La storia si svolge principalmente nella casa del comandante Rudolf Höss e nella sua tranquilla campagna circostante, lontana dalla brutalità del campo di concentramento che si cela oltre il giardino. Glazer adotta con audacia una prospettiva diretta, concentrandosi sulle piccole preoccupazioni di una vita famigliare serena. Questo approccio rivela una scelta coraggiosa che pone l’attenzione sulla banalità della malvagità incarnata dai personaggi. Rudolf HoSS, interpretato magistralmente da Christian Friedel, emerge come un padre e marito affettuoso. Mentre sua moglie Hedwig, interpretata da Sandra Hüller, si presenta come una compagna energica ma, a tratti, indifferentemente crudele. L’oscurità dell’inizio cede presto il passo alla luce e al colore, con lunghe sequenze di picnic di famiglia accanto ad un fiume tranquillo. O ancora con la presentazione della casa, dove ha moglie ha creato una composizione di fiori e prodotti agricoli. La famiglia vive il sogno del Reich, mentre a pochi metri si consuma l’orrore.

I volti dell’indifferenza

Il compito di Rudolf, comandante, è di sovrintendente nel campo di sterminio. L’orrore, però, non viene mai mostrato direttamente, ma solamente da costanti e spaventosi indizi. Il comparto sonoro, in questa ottica, favorisce la comprensione del luogo: spari occasionali, l’abbaiare dei cani da guardia, il rombo delle canne fumarie che eruttano fuoco e cenere. In primo piano, però, vige la serena e felice vita domenica dei protagonisti, che festeggiano il compleanno del padre di famiglia, ospitano la madre di Hedwig, si divertono in piscina. Le cameriere polacche dell’abitazione, nel mentre, si aggirano per la casa completamente annebbiate dal terrore. La regia di Glazer si dimostra all’altezza della sua fama, con momenti di audacia formale, come l’uso di monocromatismi e visioni notturne in bianco e nero.

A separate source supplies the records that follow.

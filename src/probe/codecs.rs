//! Media codec candidates and the decoding-support probe.
//!
//! The candidate list is a static table with its own version number; bump
//! `version` whenever a candidate is added, removed or reordered since that
//! changes the fingerprint of every device.

use std::collections::BTreeMap;

use super::{AudioConfiguration, DecodingQuery, Platform, VideoConfiguration};

#[derive(Debug, Clone, Copy, PartialEq, Eq)]
pub enum CodecKind {
  Video,
  Audio,
}

#[derive(Debug, Clone, Copy, PartialEq, Eq)]
pub struct CodecCandidate {
  pub kind: CodecKind,
  /// MIME type with optional `codecs` parameter.
  pub content_type: &'static str,
}

impl CodecCandidate {
  const fn video(content_type: &'static str) -> Self {
    Self {
      kind: CodecKind::Video,
      content_type,
    }
  }

  const fn audio(content_type: &'static str) -> Self {
    Self {
      kind: CodecKind::Audio,
      content_type,
    }
  }

  pub fn canonical_name(&self) -> String {
    canonical_codec_name(self.content_type)
  }

  pub fn query(&self) -> DecodingQuery {
    let content_type = self.content_type.to_string();
    match self.kind {
      CodecKind::Video => DecodingQuery::Video {
        content_type,
        config: VIDEO_QUERY,
      },
      CodecKind::Audio => DecodingQuery::Audio {
        content_type,
        config: AUDIO_QUERY,
      },
    }
  }
}

#[derive(Debug)]
pub struct CodecTable {
  pub version: u32,
  pub video: &'static [CodecCandidate],
  pub audio: &'static [CodecCandidate],
}

pub const VIDEO_QUERY: VideoConfiguration = VideoConfiguration {
  width: 1920,
  height: 1080,
  bitrate: 2_500_000,
  framerate: 30.0,
};

pub const AUDIO_QUERY: AudioConfiguration = AudioConfiguration {
  channels: 2,
  bitrate: 128_000,
  samplerate: 44_100,
};

pub static CODEC_TABLE: CodecTable = CodecTable {
  version: 1,
  video: &[
    CodecCandidate::video(r#"video/mp4; codecs="avc1.42E01E""#),
    CodecCandidate::video(r#"video/mp4; codecs="avc1.640028""#),
    CodecCandidate::video(r#"video/mp4; codecs="hvc1.1.6.L93.B0""#),
    CodecCandidate::video(r#"video/mp4; codecs="hev1.1.6.L93.B0""#),
    CodecCandidate::video(r#"video/mp4; codecs="av01.0.05M.08""#),
    CodecCandidate::video(r#"video/webm; codecs="vp8""#),
    CodecCandidate::video(r#"video/webm; codecs="vp9""#),
    CodecCandidate::video(r#"video/webm; codecs="vp09.00.10.08""#),
    CodecCandidate::video(r#"video/webm; codecs="av1""#),
    CodecCandidate::video(r#"video/ogg; codecs="theora""#),
    CodecCandidate::video("video/quicktime"),
    CodecCandidate::video("video/x-matroska"),
  ],
  audio: &[
    CodecCandidate::audio(r#"audio/mp4; codecs="mp4a.40.2""#),
    CodecCandidate::audio(r#"audio/mp4; codecs="mp4a.40.5""#),
    CodecCandidate::audio(r#"audio/mp4; codecs="ac-3""#),
    CodecCandidate::audio(r#"audio/mp4; codecs="ec-3""#),
    CodecCandidate::audio(r#"audio/mp4; codecs="flac""#),
    CodecCandidate::audio("audio/mpeg"),
    CodecCandidate::audio(r#"audio/ogg; codecs="vorbis""#),
    CodecCandidate::audio(r#"audio/ogg; codecs="opus""#),
    CodecCandidate::audio(r#"audio/webm; codecs="opus""#),
    CodecCandidate::audio(r#"audio/wav; codecs="1""#),
    CodecCandidate::audio("audio/aac"),
    CodecCandidate::audio("audio/flac"),
  ],
};

/// Short map key for a candidate content type.
///
/// Uses the `codecs` parameter when there is one, otherwise the MIME
/// subtype, and keeps only the part before the first `.` or `-`. Distinct
/// candidates can map to the same key (`avc1.42E01E` and `avc1.640028`
/// both become `avc1`, `x-matroska` becomes `x`); the later one wins.
pub fn canonical_codec_name(content_type: &str) -> String {
  let mut parts = content_type.split(';');
  let mime = parts.next().unwrap_or_default().trim();

  let codec_param = parts.find_map(|param| {
    let (key, value) = param.split_once('=')?;
    if key.trim().eq_ignore_ascii_case("codecs") {
      Some(value.trim().trim_matches('"').trim())
    } else {
      None
    }
  });

  let base = match codec_param {
    Some(codec) if !codec.is_empty() => codec,
    _ => mime.split_once('/').map(|(_, sub)| sub).unwrap_or(mime),
  };

  base
    .split(['.', '-'])
    .next()
    .unwrap_or_default()
    .to_ascii_lowercase()
}

/// Query every candidate in order, one at a time. A failed query records
/// `false` so the key set never depends on what the platform supports.
pub async fn probe_codecs(
  platform: &dyn Platform,
  candidates: &[CodecCandidate],
) -> BTreeMap<String, bool> {
  let mut support = BTreeMap::new();

  for candidate in candidates {
    let supported = match platform.decoding_supported(&candidate.query()).await {
      Ok(supported) => supported,
      Err(e) => {
        log::debug!(
          "decoding probe for {} failed, recording false: {e}",
          candidate.content_type
        );
        false
      }
    };
    support.insert(candidate.canonical_name(), supported);
  }

  support
}

#[cfg(test)]
mod tests {
  use super::*;
  use crate::probe::{ProbeError, ProbeResult};
  use async_trait::async_trait;
  use std::sync::Mutex;

  struct Recording {
    seen: Mutex<Vec<String>>,
  }

  #[async_trait]
  impl Platform for Recording {
    async fn decoding_supported(&self, query: &DecodingQuery) -> ProbeResult<bool> {
      let content_type = query.content_type().to_string();
      self.seen.lock().unwrap().push(content_type.clone());
      if content_type.contains("hvc1") {
        return Err(ProbeError::Failed("decoder crashed".to_string()));
      }
      Ok(content_type.contains("webm") || content_type.contains("42E01E"))
    }
  }

  #[test]
  fn test_canonical_names() {
    assert_eq!(canonical_codec_name(r#"video/mp4; codecs="avc1.42E01E""#), "avc1");
    assert_eq!(canonical_codec_name(r#"video/webm; codecs="vp9""#), "vp9");
    assert_eq!(canonical_codec_name(r#"video/webm; codecs="vp09.00.10.08""#), "vp09");
    assert_eq!(canonical_codec_name(r#"audio/mp4; codecs="mp4a.40.2""#), "mp4a");
    assert_eq!(canonical_codec_name(r#"audio/mp4; codecs="ac-3""#), "ac");
    assert_eq!(canonical_codec_name("audio/mpeg"), "mpeg");
    assert_eq!(canonical_codec_name("video/x-matroska"), "x");
    assert_eq!(canonical_codec_name("video/quicktime"), "quicktime");
    assert_eq!(canonical_codec_name("flac"), "flac");
  }

  // Known lossy normalization: these pairs share a key and the later
  // candidate overwrites the earlier one.
  #[test]
  fn test_canonical_name_collisions_are_kept() {
    let video: Vec<String> = CODEC_TABLE.video.iter().map(|c| c.canonical_name()).collect();
    assert_eq!(video.iter().filter(|n| *n == "avc1").count(), 2);

    let audio: Vec<String> = CODEC_TABLE.audio.iter().map(|c| c.canonical_name()).collect();
    assert_eq!(audio.iter().filter(|n| *n == "mp4a").count(), 2);
    assert_eq!(audio.iter().filter(|n| *n == "opus").count(), 2);
  }

  #[tokio::test]
  async fn test_probe_queries_each_candidate_in_order() {
    let platform = Recording {
      seen: Mutex::new(Vec::new()),
    };
    probe_codecs(&platform, CODEC_TABLE.video).await;

    let seen = platform.seen.lock().unwrap().clone();
    let expected: Vec<String> = CODEC_TABLE
      .video
      .iter()
      .map(|c| c.content_type.to_string())
      .collect();
    assert_eq!(seen, expected);
  }

  #[tokio::test]
  async fn test_failed_probe_records_false_and_collision_overwrites() {
    let platform = Recording {
      seen: Mutex::new(Vec::new()),
    };
    let support = probe_codecs(&platform, CODEC_TABLE.video).await;

    // hvc1 errored but still has a key.
    assert_eq!(support.get("hvc1"), Some(&false));
    // avc1.42E01E reported true, avc1.640028 false afterwards: last one wins.
    assert_eq!(support.get("avc1"), Some(&false));
    assert_eq!(support.get("vp8"), Some(&true));
    assert_eq!(support.get("vp09"), Some(&true));
    assert_eq!(support.get("quicktime"), Some(&false));
  }

  #[test]
  fn test_queries_carry_representative_parameters() {
    match CODEC_TABLE.video[0].query() {
      DecodingQuery::Video { config, .. } => {
        assert_eq!((config.width, config.height), (1920, 1080));
        assert_eq!(config.framerate, 30.0);
      }
      other => panic!("expected video query, got {other:?}"),
    }
    match CODEC_TABLE.audio[0].query() {
      DecodingQuery::Audio { config, .. } => assert_eq!(config.channels, 2),
      other => panic!("expected audio query, got {other:?}"),
    }
  }

  #[test]
  fn test_table_version() {
    assert_eq!(CODEC_TABLE.version, 1);
    assert!(!CODEC_TABLE.video.is_empty());
    assert!(!CODEC_TABLE.audio.is_empty());
  }
}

La zona d’interesse – Una visione coraggiosa ed audace

Tuttavia, la scelta più coraggiosa del regista è immergersi così profondamente nella vita quotidiana di un assassino di massa e della sua famiglia, ricordando con forza che non solo coloro coinvolti direttamente nello sterminio erano responsabili. Lo era anche chi ne era indifferente. La zona d’interesse si erge come un ritratto attuale, mettendo in luce la ripugnante indifferenza di persone di fronte a una retorica fanatica e violenta. Glazer, senza cedere a allegorie banali, offre un’opera che dialoga con i timori contemporanei, richiamando l’attenzione sul pericolo di ignorare. O di sottovalutare impulsi politici che potrebbero emergere. Il disinteresse dei protagonisti è evidente e cocente in tutto il film. L’unico bagliore di speranza dato da una ragazza che appoggia delle mele ai condannati nelle zone di lavoro, rischiando essa stessa la vita. La zona d’interesse è un’opera monumentale messa in scena in modo prodigioso: avvincente, atroce e terribilmente necessaria per il suo tempo. Una pellicola imperdibile, dolorosa, che nel finale fa inoltre riflettere lo spettatore sulle responsabilità dell’indifferenza. Ed è destinato a restare indelebile nel panorama cinematografico legato alla tragedia dell’Olocausto.